The measurement of Δ4-androstenedione is used in the diagnosis and differential diagnosis of androgen overproduction (hyperandrogenism - in combination with measurements of other steroid hormones), in the diagnosis and monitoring of congenital adrenal hyperplasia and in the diagnosis of premature ejaculation androgens in children.
Δ4-androstenedione is mainly secreted by the adrenal glands and its production is controlled, at least in part, by the corticospinal tract (ACTH). It is also produced, independently of ACTH, in the testes and ovaries by DHEA-S secreted by the adrenals. Androstenedione is an essential precursor molecule in the synthesis of steroid hormones.
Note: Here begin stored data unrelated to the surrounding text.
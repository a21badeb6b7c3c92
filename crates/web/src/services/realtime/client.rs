//! Real-time provider client.
//!
//! Implements the provider's wire protocol directly: channel-authorization
//! tokens are an HMAC-SHA256 over `socket_id:channel_name[:channel_data]`,
//! and trigger events are POSTed to the REST API with an MD5 body digest and
//! a signed query string.

use hmac::{Hmac, Mac};
use md5::{Digest, Md5};
use reqwest::Client;
use secrecy::{ExposeSecret, SecretString};
use serde::Serialize;
use sha2::Sha256;
use tracing::{debug, instrument};

use super::channel::ChannelGrant;
use super::error::RealtimeError;
use crate::config::RealtimeConfig;

/// A signed channel-authorization payload, returned verbatim to the browser
/// SDK.
#[derive(Debug, Clone, Serialize)]
pub struct ChannelAuth {
    /// `"{key}:{hex signature}"`
    pub auth: String,
    /// Presence metadata as a JSON string, bound into the signature.
    #[serde(skip_serializing_if = "Option::is_none")]
    pub channel_data: Option<String>,
}

/// Client for the real-time messaging provider.
#[derive(Clone)]
pub struct RealtimeClient {
    /// HTTP client.
    client: Client,
    /// Provider application id.
    app_id: String,
    /// Public key (also embedded in browser pages).
    key: String,
    /// Signing secret.
    secret: SecretString,
    /// Provider cluster.
    cluster: String,
}

impl std::fmt::Debug for RealtimeClient {
    fn fmt(&self, f: &mut std::fmt::Formatter<'_>) -> std::fmt::Result {
        f.debug_struct("RealtimeClient")
            .field("app_id", &self.app_id)
            .field("key", &self.key)
            .field("secret", &"[REDACTED]")
            .field("cluster", &self.cluster)
            .finish_non_exhaustive()
    }
}

/// Trigger request body, per the provider's REST API.
#[derive(Serialize)]
struct TriggerBody<'a> {
    name: &'a str,
    channels: Vec<String>,
    data: String,
}

impl RealtimeClient {
    /// Create a new client from configuration.
    #[must_use]
    pub fn new(config: &RealtimeConfig) -> Self {
        Self {
            client: Client::new(),
            app_id: config.app_id.clone(),
            key: config.key.clone(),
            secret: config.secret.clone(),
            cluster: config.cluster.clone(),
        }
    }

    /// The public key, for embedding in browser pages.
    #[must_use]
    pub fn key(&self) -> &str {
        &self.key
    }

    /// Sign a channel-authorization token for an allowed subscription.
    ///
    /// Signing is a pure deterministic function of the secret, the socket
    /// id, the channel name, and (for presence channels) the metadata; the
    /// same inputs always produce the same token.
    ///
    /// # Errors
    ///
    /// Returns `RealtimeError::Serialization` if presence metadata cannot be
    /// rendered as JSON.
    pub fn sign_subscription(
        &self,
        socket_id: &str,
        grant: &ChannelGrant,
    ) -> Result<ChannelAuth, RealtimeError> {
        let channel_data = grant
            .presence
            .as_ref()
            .map(serde_json::to_string)
            .transpose()?;

        let channel_name = grant.channel.to_string();
        let payload = auth_payload(socket_id, &channel_name, channel_data.as_deref());
        let signature = self.hmac_hex(payload.as_bytes());

        Ok(ChannelAuth {
            auth: format!("{}:{signature}", self.key),
            channel_data,
        })
    }

    /// Post an event to a channel via the provider's REST API.
    ///
    /// One round trip, no retries; a failed trigger surfaces as an error and
    /// the caller decides whether it matters.
    ///
    /// # Errors
    ///
    /// Returns `RealtimeError::Request` if the request cannot be sent and
    /// `RealtimeError::Api` if the provider rejects it.
    #[instrument(skip(self, data), fields(channel = %channel, event = %event))]
    pub async fn trigger<T: Serialize + Sync>(
        &self,
        channel: &str,
        event: &str,
        data: &T,
    ) -> Result<(), RealtimeError> {
        let body = TriggerBody {
            name: event,
            channels: vec![channel.to_owned()],
            data: serde_json::to_string(data)?,
        };
        let body_json = serde_json::to_string(&body)?;

        let body_md5 = hex::encode(Md5::digest(body_json.as_bytes()));
        let timestamp = unix_timestamp();
        let path = format!("/apps/{}/events", self.app_id);

        // Query keys must be signed in alphabetical order
        let query = format!(
            "auth_key={}&auth_timestamp={timestamp}&auth_version=1.0&body_md5={body_md5}",
            self.key
        );
        let string_to_sign = format!("POST\n{path}\n{query}");
        let signature = self.hmac_hex(string_to_sign.as_bytes());

        let url = format!(
            "https://api-{}.pusher.com{path}?{query}&auth_signature={signature}",
            self.cluster
        );

        let response = self
            .client
            .post(url)
            .header(reqwest::header::CONTENT_TYPE, "application/json")
            .body(body_json)
            .send()
            .await
            .map_err(|e| RealtimeError::Request(e.to_string()))?;

        let status = response.status();
        if !status.is_success() {
            let body = response.text().await.unwrap_or_default();
            return Err(RealtimeError::Api {
                status: status.as_u16(),
                body,
            });
        }

        debug!("event triggered");

        Ok(())
    }

    /// Lowercase hex HMAC-SHA256 under the provider secret.
    fn hmac_hex(&self, payload: &[u8]) -> String {
        let mut mac = Hmac::<Sha256>::new_from_slice(self.secret.expose_secret().as_bytes())
            .expect("HMAC accepts keys of any length");
        mac.update(payload);
        hex::encode(mac.finalize().into_bytes())
    }
}

/// The string the provider expects under the subscription signature.
fn auth_payload(socket_id: &str, channel_name: &str, channel_data: Option<&str>) -> String {
    match channel_data {
        Some(data) => format!("{socket_id}:{channel_name}:{data}"),
        None => format!("{socket_id}:{channel_name}"),
    }
}

/// Seconds since the Unix epoch, for the trigger query string.
fn unix_timestamp() -> u64 {
    std::time::SystemTime::now()
        .duration_since(std::time::UNIX_EPOCH)
        .map(|d| d.as_secs())
        .unwrap_or_default()
}

#[cfg(test)]
#[allow(clippy::unwrap_used)]
mod tests {
    use super::*;
    use crate::models::CurrentUser;
    use crate::services::realtime::channel::authorize;
    use freightline_core::{Email, Role, UserId};

    fn client() -> RealtimeClient {
        RealtimeClient::new(&RealtimeConfig {
            app_id: "100001".to_string(),
            key: "fl_public_key".to_string(),
            secret: SecretString::from("fl_signing_value"),
            cluster: "mt1".to_string(),
        })
    }

    fn admin() -> CurrentUser {
        CurrentUser {
            id: UserId::new(9),
            email: Email::parse("avery@freightline.dev").unwrap(),
            name: Some("Avery".to_string()),
            role: Role::Admin,
        }
    }

    fn customer(id: i32) -> CurrentUser {
        CurrentUser {
            id: UserId::new(id),
            email: Email::parse("cass@example.com").unwrap(),
            name: None,
            role: Role::Customer,
        }
    }

    #[test]
    fn test_auth_payload_shapes() {
        assert_eq!(
            auth_payload("1234.5678", "admin-42", None),
            "1234.5678:admin-42"
        );
        assert_eq!(
            auth_payload("1234.5678", "presence-ops", Some("{\"user_id\":\"9\"}")),
            "1234.5678:presence-ops:{\"user_id\":\"9\"}"
        );
    }

    #[test]
    fn test_private_token_format() {
        let grant = authorize("admin-42", Some(&customer(42))).unwrap();
        let auth = client().sign_subscription("1234.5678", &grant).unwrap();

        let (key, sig) = auth.auth.split_once(':').unwrap();
        assert_eq!(key, "fl_public_key");
        assert_eq!(sig.len(), 64);
        assert!(sig.bytes().all(|b| b.is_ascii_hexdigit()));
        assert!(!sig.bytes().any(|b| b.is_ascii_uppercase()));
        assert!(auth.channel_data.is_none());
    }

    #[test]
    fn test_presence_token_binds_metadata() {
        let grant = authorize("presence-ops", Some(&admin())).unwrap();
        let auth = client().sign_subscription("1234.5678", &grant).unwrap();

        let data = auth.channel_data.unwrap();
        let parsed: serde_json::Value = serde_json::from_str(&data).unwrap();
        assert_eq!(parsed["user_id"], "9");
        assert_eq!(parsed["user_info"]["name"], "Avery");
        assert_eq!(parsed["user_info"]["role"], "admin");
    }

    #[test]
    fn test_signing_is_deterministic() {
        let grant = authorize("presence-ops", Some(&admin())).unwrap();
        let c = client();
        let first = c.sign_subscription("1234.5678", &grant).unwrap();
        let second = c.sign_subscription("1234.5678", &grant).unwrap();
        assert_eq!(first.auth, second.auth);
        assert_eq!(first.channel_data, second.channel_data);
    }

    #[test]
    fn test_signature_depends_on_inputs() {
        let c = client();
        let grant = authorize("admin-42", Some(&customer(42))).unwrap();
        let a = c.sign_subscription("1234.5678", &grant).unwrap();
        let b = c.sign_subscription("1234.9999", &grant).unwrap();
        assert_ne!(a.auth, b.auth);

        let other_grant = authorize("admin-43", Some(&customer(43))).unwrap();
        let other = c.sign_subscription("1234.5678", &other_grant).unwrap();
        assert_ne!(a.auth, other.auth);
    }

    #[test]
    fn test_debug_redacts_secret() {
        let output = format!("{:?}", client());
        assert!(output.contains("[REDACTED]"));
        assert!(!output.contains("fl_signing_value"));
    }
}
Elevated androstenedione levels can cause symptoms or signs of hyperandrogenism in women. Men are usually asymptomatic, but because of the peripheral (in adipose tissue and liver) conversion of androgens to estrogens, mild symptoms of elevated estrogen concentrations, such as gynecomastia, can sometimes be observed.
Most mild to moderate elevations of Δ4-androstenedione are idiopathic or related to conditions such as polycystic ovary syndrome. However, large increases in androstenedione may be indicative of adrenal or gland tumors (ovarian and testicular). If for any reason, the production of androstenedione increases in a child, premature sexual development may occur. In postmenopausal women, increased production of androstenedione can lead to bleeding, endometriosis, ovarian stimulation and polycystic ovaries.
Increased production of androstenedione in obesity can cause menstrual abnormalities in women and signs of feminization such as gynecomastia in men. Determination of Δ4-androstenedione is useful in the diagnosis of menstrual abnormalities, early sexual development and postmenopausal abnormalities.
Possible Interpretations of Pathological Values
- Increase: Adrenal Tumors, Congenital Adrenal Hypplasia, Cushing's Syndrome, Tumors with Ectopic ACTH Production, Hypertension, Ovarian Tumors, Stein-Leventhal's Disease, Tumors
- Decrease: Hypogonadism, menopause
Laboratory test results are the most important parameter for the diagnosis and monitoring of all pathological conditions. 70%-80% of diagnostic decisions are based on laboratory tests. Correct interpretation of laboratory results allows a doctor to distinguish "healthy" from "diseased".
Laboratory test results should not be interpreted from the numerical result of a single analysis. Test results should be interpreted in relation to each individual case and family history, clinical findings and the results of other laboratory tests and information. Your personal physician should explain the importance of your test results.
At Diagnostiki Athinon we answer any questions you may have about the test you perform in our laboratory and we contact your doctor to get the best possible medical care.